The major highlight of this film is Denzel Washington’s performance. He conjures a character that embodies all those odd figures you find walking around Los Angeles, like passengers left behind from some other era. His apartment is a vintage museum of Black Power posters with not a single computer in sight, but Roman keeps a typewriter of course. In a sense he symbolizes the last gasps of the kind of radical leftism of the 60s. In one interesting scene Roman tries to speak before a younger activist meeting. When he suggests that some of the men sitting down offer their chairs to the “sisters” still standing, he is rebuked as “sexist.” Baffled, Roman replies that he was just being “polite.” The scene speaks to what a character like Roman could be used to explore, but Gilroy only gives us this and a few other sketches that never amount to much.

The first two acts of the film feel as if we are just following Roman around meanderingly. Gilroy hints at issues like gentrification (a fancy new apartment is being built right next to Roman’s old building) and inequality, but these are just background decorations. Roman’s relationship to Maya is much ado about nothing. Their characters are set up in a way where a real bond could develop, but Gilroy just abandons it in midair. There is one dinner scene where Maya speaks in the kind of pretentious tone of a west side leftist, but we never get a sense of how these two radicals from two different eras deal with their shared passion but differing styles. Once the plot kicks into autopilot Roman commits acts we can’t really see him doing, at least in the way the plot sets him up for it, and it is hard to grasp just what Gilroy truly feels about this character. Is he a loon or an admirable freedom fighter? I suspect the latter, but if so, Gilroy wastes him on a generic plot development involving gangs and snitches. The third act gets so corny it all feels terribly calculated. The ending feels like a forced “shock” designed to move us, but it’s an old trick used in far better movies.
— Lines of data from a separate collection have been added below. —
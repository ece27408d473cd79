//! Schema introspection
//!
//! Provides the `Schema` trait the sort resolver consults for attribute
//! names, identifier quoting and display labels, plus an in-memory
//! implementation for tests and static configurations.

mod memory;

pub use memory::*;

/// Trait for schema introspection providers.
///
/// Implementations describe the attributes of data entities and how their
/// identifiers are quoted by the backend. The sort resolver uses them to:
/// - Allow every known attribute when no explicit allow-list is declared
/// - Quote plain attribute references in ordering clauses
/// - Look up display labels for sort links
///
/// # Example
///
/// ```
/// use sortlink_lib::schema::{QuoteStyle, Schema, StaticSchema};
///
/// let schema = StaticSchema::new(QuoteStyle::Backtick)
///     .with_entity("post", ["id", "title", "created_at"]);
///
/// assert!(schema.has_attribute("post", "title"));
/// assert_eq!(schema.quote_column("title"), "`title`");
/// assert_eq!(schema.attribute_label("post", "created_at"), "Created At");
/// ```
pub trait Schema: Send + Sync {
    /// Returns every attribute name of an entity.
    fn attribute_names(&self, entity: &str) -> Vec<String>;

    /// Returns `true` if the entity has an attribute with exactly this name.
    fn has_attribute(&self, entity: &str, name: &str) -> bool {
        self.attribute_names(entity).iter().any(|n| n == name)
    }

    /// Quotes a column identifier.
    fn quote_column(&self, name: &str) -> String;

    /// Quotes a table or relation identifier.
    fn quote_relation(&self, name: &str) -> String;

    /// Returns the display label of an attribute.
    fn attribute_label(&self, entity: &str, name: &str) -> String;
}
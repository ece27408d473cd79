//! Sort declaration files.

use std::path::Path;

use anyhow::Context;
use serde::Deserialize;
use sortlink_lib::schema::StaticSchema;
use sortlink_lib::SortConfig;

/// Contents of a `--config` file.
///
/// ```json
/// {
///   "base_url": "/admin",
///   "sort": { "entity": "post", "attributes": { "title": "title" } },
///   "schema": { "entities": { "post": { "attributes": ["id", "title"] } } }
/// }
/// ```
#[derive(Debug, Default, Deserialize)]
#[serde(default)]
pub struct SortFile {
    pub base_url: String,
    pub sort: SortConfig,
    pub schema: Option<StaticSchema>,
}

impl SortFile {
    pub fn load(path: &Path) -> anyhow::Result<Self> {
        let contents = std::fs::read_to_string(path)
            .with_context(|| format!("Failed to read {}", path.display()))?;
        Self::parse(&contents).with_context(|| format!("Failed to parse {}", path.display()))
    }

    pub fn parse(contents: &str) -> anyhow::Result<Self> {
        Ok(serde_json::from_str(contents)?)
    }
}
//! `sortlink` command-line front end.
//!
//! Loads a sort declaration from JSON, resolves a sort request against it and
//! prints the resulting direction map, ordering clause and sort links.

mod args;
mod file;

use std::io::Write;
use std::sync::Arc;

use anyhow::Context;
use clap::Parser;
use simplelog::{Config, LevelFilter, WriteLogger};
use sortlink_lib::model::parse_query;
use sortlink_lib::render::HtmlAttributes;
use sortlink_lib::render::HtmlLinkRenderer;
use sortlink_lib::routing::QueryStringRouter;
use sortlink_lib::Sort;

use crate::args::Args;
use crate::file::SortFile;

fn main() -> anyhow::Result<()> {
    let args = Args::parse();

    let level = match args.verbose {
        0 => LevelFilter::Warn,
        1 => LevelFilter::Debug,
        _ => LevelFilter::Trace,
    };
    WriteLogger::init(level, Config::default(), std::io::stderr())
        .context("Failed to initialize logger")?;

    let file = SortFile::load(&args.config)?;
    let mut sort = Sort::new(file.sort)
        .with_context(|| format!("Invalid sort configuration in {}", args.config.display()))?
        .with_router(Arc::new(QueryStringRouter::new(file.base_url)));
    if let Some(schema) = file.schema {
        sort = sort.with_schema(Arc::new(schema));
    }

    let mut params = parse_query(args.query.as_deref().unwrap_or_default());
    if let Some(token) = args.sort {
        params.insert(sort.config().sort_param.clone(), token);
    }
    log::debug!("Request parameters: {:?}", params);

    let state = sort.resolve(&params);
    let clause = state.order_clause()?;

    let links: Vec<String> = if args.links.is_empty() {
        sort.config().attributes.keys().cloned().collect()
    } else {
        args.links
    };

    let renderer = HtmlLinkRenderer::new();
    let mut out = std::io::stdout().lock();
    writeln!(out, "directions: {}", state.directions())?;
    writeln!(out, "order: {}", clause)?;
    if !links.is_empty() {
        writeln!(out, "links:")?;
    }
    for attribute in &links {
        let link = state.link(attribute, None, HtmlAttributes::new(), &renderer);
        writeln!(out, "  {}: {}", attribute, link)?;
    }

    Ok(())
}
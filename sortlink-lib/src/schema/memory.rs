//! In-memory schema implementation

use indexmap::IndexMap;
use serde::Deserialize;
use serde::Serialize;

use super::Schema;

/// Identifier quoting convention of a backend.
#[derive(Debug, Clone, Copy, Default, PartialEq, Eq, Serialize, Deserialize)]
#[serde(rename_all = "lowercase")]
pub enum QuoteStyle {
    /// ANSI SQL double quotes: `"name"`.
    #[default]
    Ansi,
    /// MySQL backticks: `` `name` ``.
    Backtick,
    /// SQL Server brackets: `[name]`.
    Bracket,
    /// Identifiers are emitted unquoted.
    None,
}

impl QuoteStyle {
    /// Quotes an identifier, doubling any embedded closing quote.
    pub fn quote(self, name: &str) -> String {
        match self {
            Self::Ansi => format!("\"{}\"", name.replace('"', "\"\"")),
            Self::Backtick => format!("`{}`", name.replace('`', "``")),
            Self::Bracket => format!("[{}]", name.replace(']', "]]")),
            Self::None => name.to_string(),
        }
    }
}

/// Attributes and labels of a single entity.
#[derive(Debug, Clone, Default, Serialize, Deserialize)]
pub struct EntitySchema {
    /// Attribute names, in declaration order.
    #[serde(default)]
    pub attributes: Vec<String>,

    /// Explicit display labels; missing ones are generated from the name.
    #[serde(default)]
    pub labels: IndexMap<String, String>,
}

/// A [`Schema`] backed by a fixed set of entity descriptions.
///
/// Deserializes from JSON such as:
///
/// ```json
/// {
///   "quote": "ansi",
///   "entities": {
///     "post": { "attributes": ["id", "title"], "labels": { "id": "ID" } }
///   }
/// }
/// ```
#[derive(Debug, Clone, Default, Serialize, Deserialize)]
pub struct StaticSchema {
    #[serde(default)]
    pub quote: QuoteStyle,

    #[serde(default)]
    pub entities: IndexMap<String, EntitySchema>,
}

impl StaticSchema {
    /// Creates an empty schema with the given quoting convention.
    pub fn new(quote: QuoteStyle) -> Self {
        Self {
            quote,
            entities: IndexMap::new(),
        }
    }

    /// Adds an entity with the given attribute names.
    pub fn with_entity<I, S>(mut self, entity: impl Into<String>, attributes: I) -> Self
    where
        I: IntoIterator<Item = S>,
        S: Into<String>,
    {
        let schema = self.entities.entry(entity.into()).or_default();
        schema.attributes.extend(attributes.into_iter().map(Into::into));
        self
    }

    /// Sets an explicit display label for an attribute.
    pub fn with_label(
        mut self,
        entity: impl Into<String>,
        attribute: impl Into<String>,
        label: impl Into<String>,
    ) -> Self {
        self.entities
            .entry(entity.into())
            .or_default()
            .labels
            .insert(attribute.into(), label.into());
        self
    }
}

impl Schema for StaticSchema {
    fn attribute_names(&self, entity: &str) -> Vec<String> {
        self.entities
            .get(entity)
            .map(|e| e.attributes.clone())
            .unwrap_or_default()
    }

    fn has_attribute(&self, entity: &str, name: &str) -> bool {
        self.entities
            .get(entity)
            .is_some_and(|e| e.attributes.iter().any(|a| a == name))
    }

    fn quote_column(&self, name: &str) -> String {
        self.quote.quote(name)
    }

    fn quote_relation(&self, name: &str) -> String {
        self.quote.quote(name)
    }

    fn attribute_label(&self, entity: &str, name: &str) -> String {
        self.entities
            .get(entity)
            .and_then(|e| e.labels.get(name))
            .cloned()
            .unwrap_or_else(|| generate_label(name))
    }
}

/// Generates a human-readable label from an attribute name.
///
/// Underscores, dashes and dots become word breaks, camelCase humps are split
/// and every word is capitalized: `created_at` and `createdAt` both become
/// `Created At`.
pub fn generate_label(name: &str) -> String {
    let mut words: Vec<String> = Vec::new();
    let mut current = String::new();
    let mut prev_lower = false;

    for c in name.chars() {
        if matches!(c, '_' | '-' | '.' | ' ') {
            if !current.is_empty() {
                words.push(std::mem::take(&mut current));
            }
            prev_lower = false;
            continue;
        }
        if c.is_uppercase() && prev_lower && !current.is_empty() {
            words.push(std::mem::take(&mut current));
        }
        prev_lower = c.is_lowercase() || c.is_ascii_digit();
        current.push(c);
    }
    if !current.is_empty() {
        words.push(current);
    }

    words
        .iter()
        .map(|w| {
            let mut chars = w.chars();
            match chars.next() {
                Some(first) => first.to_uppercase().chain(chars).collect(),
                None => String::new(),
            }
        })
        .collect::<Vec<_>>()
        .join(" ")
}
//! Data model types for sort declarations and sort state.

mod attribute;
mod criteria;
mod direction;
mod params;

pub use attribute::AttributeDefinition;
pub use attribute::VirtualAttribute;
pub use criteria::Criteria;
pub use direction::Direction;
pub use direction::DirectionMap;
pub use params::parse_query;
pub use params::Params;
This is a surprisingly bland movie from Gilroy, whose debut “Nightcrawler” was an atmospheric, edgy film about an amateur video journalist prowling the nights for graphic footage to sell to the networks. In that movie there was a tight, concise plot and we felt like Gilroy knew exactly what he thought about his lead and supporting characters. Here Colin Farrell’s Pierce is reduced to being a cardboard character in a suit, with few insights. Maya speaks like a slogan, not like an individual. The rest of the characters are reduced essentially to cameos. Even the cinematography by the great Robert Elswit feels toned down and colorless.

“Roman J. Israel, Esq.” has an immensely talented cast and crew, but what it lacked was a story worthy of their talents. The main character is indeed memorable, but he is adrift in a forgettable movie.

Roman J. Israel, Esq.” opens in select theaters Nov. 17 and nationwide on Thanksgiving.